Copy each line of the following data that contains "left".
Given data Block Start
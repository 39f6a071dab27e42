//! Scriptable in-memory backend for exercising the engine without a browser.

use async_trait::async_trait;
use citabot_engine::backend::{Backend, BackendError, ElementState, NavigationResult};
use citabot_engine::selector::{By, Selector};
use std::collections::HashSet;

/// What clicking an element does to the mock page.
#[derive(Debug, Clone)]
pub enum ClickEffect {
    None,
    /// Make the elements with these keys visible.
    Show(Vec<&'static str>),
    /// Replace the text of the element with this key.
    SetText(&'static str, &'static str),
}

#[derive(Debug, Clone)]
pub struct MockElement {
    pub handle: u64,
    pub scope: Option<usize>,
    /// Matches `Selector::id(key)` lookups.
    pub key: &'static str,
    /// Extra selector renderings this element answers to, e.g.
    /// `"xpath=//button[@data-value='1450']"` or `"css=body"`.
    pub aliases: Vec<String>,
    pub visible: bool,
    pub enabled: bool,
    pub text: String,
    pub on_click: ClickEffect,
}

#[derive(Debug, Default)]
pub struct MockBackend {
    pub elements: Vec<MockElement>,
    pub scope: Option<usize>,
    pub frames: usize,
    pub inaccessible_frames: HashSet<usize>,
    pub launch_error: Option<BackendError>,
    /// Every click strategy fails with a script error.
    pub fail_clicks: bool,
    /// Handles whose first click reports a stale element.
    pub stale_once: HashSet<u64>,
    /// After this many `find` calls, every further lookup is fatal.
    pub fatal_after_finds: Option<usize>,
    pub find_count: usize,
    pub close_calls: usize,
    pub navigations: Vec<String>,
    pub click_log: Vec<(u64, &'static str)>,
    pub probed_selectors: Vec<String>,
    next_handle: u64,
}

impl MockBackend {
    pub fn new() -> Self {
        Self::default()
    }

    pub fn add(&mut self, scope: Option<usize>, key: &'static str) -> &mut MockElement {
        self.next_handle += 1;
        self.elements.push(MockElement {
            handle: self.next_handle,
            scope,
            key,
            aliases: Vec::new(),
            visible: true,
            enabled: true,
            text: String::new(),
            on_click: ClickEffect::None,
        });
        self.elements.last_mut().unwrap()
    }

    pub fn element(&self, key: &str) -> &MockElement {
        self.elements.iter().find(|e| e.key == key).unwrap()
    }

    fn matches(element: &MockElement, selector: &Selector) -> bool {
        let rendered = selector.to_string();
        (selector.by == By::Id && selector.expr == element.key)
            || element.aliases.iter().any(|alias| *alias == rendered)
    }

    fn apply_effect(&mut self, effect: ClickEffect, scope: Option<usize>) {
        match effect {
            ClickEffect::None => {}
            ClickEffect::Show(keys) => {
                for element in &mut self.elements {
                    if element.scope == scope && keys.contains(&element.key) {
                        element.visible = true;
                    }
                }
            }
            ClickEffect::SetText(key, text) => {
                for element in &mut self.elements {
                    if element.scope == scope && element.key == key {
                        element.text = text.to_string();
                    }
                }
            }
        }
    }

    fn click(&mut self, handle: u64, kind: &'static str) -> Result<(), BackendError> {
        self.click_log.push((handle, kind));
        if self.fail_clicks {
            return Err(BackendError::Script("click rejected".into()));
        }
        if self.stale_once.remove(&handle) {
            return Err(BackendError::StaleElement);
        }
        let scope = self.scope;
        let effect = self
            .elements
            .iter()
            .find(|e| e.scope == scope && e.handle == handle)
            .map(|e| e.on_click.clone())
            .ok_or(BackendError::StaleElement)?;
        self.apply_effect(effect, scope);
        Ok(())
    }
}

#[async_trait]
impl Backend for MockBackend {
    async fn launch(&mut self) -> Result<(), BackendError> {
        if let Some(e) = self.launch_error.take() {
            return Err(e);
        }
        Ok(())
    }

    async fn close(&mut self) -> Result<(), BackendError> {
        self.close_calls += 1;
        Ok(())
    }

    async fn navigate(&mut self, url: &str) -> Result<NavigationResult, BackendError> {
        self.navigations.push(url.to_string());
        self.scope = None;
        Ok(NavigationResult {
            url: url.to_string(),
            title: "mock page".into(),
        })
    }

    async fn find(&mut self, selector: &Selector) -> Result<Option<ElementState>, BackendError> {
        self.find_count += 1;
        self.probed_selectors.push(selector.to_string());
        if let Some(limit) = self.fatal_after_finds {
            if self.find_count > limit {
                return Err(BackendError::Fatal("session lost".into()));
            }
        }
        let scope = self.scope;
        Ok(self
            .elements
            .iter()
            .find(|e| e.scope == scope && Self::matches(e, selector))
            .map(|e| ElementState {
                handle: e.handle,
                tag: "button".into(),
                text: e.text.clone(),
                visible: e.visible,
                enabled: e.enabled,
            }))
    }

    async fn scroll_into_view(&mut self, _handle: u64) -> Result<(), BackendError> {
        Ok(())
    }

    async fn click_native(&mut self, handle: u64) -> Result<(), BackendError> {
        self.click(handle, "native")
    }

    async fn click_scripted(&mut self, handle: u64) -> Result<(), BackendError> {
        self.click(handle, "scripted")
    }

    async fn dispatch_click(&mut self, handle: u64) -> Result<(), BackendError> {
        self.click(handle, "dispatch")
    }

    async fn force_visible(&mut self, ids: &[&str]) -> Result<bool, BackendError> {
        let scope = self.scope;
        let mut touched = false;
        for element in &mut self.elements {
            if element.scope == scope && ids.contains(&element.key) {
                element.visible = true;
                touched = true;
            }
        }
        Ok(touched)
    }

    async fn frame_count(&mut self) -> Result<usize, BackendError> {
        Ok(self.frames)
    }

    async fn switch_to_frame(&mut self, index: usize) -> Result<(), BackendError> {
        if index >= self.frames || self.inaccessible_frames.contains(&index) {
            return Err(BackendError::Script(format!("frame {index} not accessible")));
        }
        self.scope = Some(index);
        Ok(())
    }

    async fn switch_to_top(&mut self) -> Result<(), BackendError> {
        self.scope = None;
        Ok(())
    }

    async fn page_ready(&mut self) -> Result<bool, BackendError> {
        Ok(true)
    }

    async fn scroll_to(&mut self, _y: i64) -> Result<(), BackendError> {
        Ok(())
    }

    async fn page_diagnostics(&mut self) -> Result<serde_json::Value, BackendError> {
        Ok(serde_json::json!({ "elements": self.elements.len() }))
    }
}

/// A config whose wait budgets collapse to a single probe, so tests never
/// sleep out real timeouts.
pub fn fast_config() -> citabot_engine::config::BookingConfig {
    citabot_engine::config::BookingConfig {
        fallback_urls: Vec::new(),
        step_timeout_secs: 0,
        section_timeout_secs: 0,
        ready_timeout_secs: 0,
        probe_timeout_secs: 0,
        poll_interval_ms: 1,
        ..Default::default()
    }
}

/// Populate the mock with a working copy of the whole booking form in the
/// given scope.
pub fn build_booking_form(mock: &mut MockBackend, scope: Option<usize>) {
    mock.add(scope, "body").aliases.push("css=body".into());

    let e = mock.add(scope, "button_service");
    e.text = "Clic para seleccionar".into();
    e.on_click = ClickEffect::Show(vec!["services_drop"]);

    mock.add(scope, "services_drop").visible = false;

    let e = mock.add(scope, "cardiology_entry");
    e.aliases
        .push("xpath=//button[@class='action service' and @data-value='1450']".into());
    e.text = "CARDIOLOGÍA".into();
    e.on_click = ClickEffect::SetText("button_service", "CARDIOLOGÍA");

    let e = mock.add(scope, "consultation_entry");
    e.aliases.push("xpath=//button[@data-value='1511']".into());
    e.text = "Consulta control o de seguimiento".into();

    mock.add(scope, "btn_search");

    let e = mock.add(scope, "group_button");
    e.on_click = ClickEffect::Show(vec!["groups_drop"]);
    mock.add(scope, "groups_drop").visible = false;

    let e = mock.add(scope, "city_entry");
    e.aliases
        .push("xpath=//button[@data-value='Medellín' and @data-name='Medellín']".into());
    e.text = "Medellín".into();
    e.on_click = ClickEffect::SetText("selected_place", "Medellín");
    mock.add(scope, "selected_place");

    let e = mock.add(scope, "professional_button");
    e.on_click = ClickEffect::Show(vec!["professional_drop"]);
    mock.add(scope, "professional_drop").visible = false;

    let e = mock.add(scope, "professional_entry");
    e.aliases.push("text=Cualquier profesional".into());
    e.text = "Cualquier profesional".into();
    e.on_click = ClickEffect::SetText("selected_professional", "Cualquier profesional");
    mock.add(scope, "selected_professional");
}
Given data Block End
Given data Block Start
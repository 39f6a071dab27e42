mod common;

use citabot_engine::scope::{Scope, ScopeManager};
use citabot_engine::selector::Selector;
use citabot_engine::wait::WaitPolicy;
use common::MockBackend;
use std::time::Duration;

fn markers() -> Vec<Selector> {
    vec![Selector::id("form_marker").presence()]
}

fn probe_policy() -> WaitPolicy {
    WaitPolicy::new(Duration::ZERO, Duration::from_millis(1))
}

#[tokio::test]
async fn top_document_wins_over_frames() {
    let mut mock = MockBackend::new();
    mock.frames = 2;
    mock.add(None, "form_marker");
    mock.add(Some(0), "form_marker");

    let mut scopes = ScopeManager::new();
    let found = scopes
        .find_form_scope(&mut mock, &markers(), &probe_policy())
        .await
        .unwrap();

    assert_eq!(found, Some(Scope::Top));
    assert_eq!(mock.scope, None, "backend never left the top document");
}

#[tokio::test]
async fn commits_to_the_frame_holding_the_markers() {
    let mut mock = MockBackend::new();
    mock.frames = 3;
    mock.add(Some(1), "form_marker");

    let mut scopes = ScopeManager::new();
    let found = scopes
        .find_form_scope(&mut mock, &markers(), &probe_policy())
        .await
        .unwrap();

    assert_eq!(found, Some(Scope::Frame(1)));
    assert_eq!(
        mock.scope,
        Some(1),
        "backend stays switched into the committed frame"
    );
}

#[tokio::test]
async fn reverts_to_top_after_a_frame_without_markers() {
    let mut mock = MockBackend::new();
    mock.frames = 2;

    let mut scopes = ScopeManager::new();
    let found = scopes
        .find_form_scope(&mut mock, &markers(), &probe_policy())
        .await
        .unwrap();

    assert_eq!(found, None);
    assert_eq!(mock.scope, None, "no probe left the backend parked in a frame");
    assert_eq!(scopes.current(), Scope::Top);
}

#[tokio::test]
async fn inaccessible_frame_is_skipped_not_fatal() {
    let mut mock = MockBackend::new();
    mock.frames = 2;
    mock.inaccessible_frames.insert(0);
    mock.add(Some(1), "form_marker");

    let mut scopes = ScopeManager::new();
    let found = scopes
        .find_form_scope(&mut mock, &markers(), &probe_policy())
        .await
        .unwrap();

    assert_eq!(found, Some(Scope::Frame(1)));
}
Given data Block End
* _Answer space_:
    assert_eq!(mock.scope, None, "backend never left the top document");
    assert_eq!(mock.scope, None, "no probe left the backend parked in a frame");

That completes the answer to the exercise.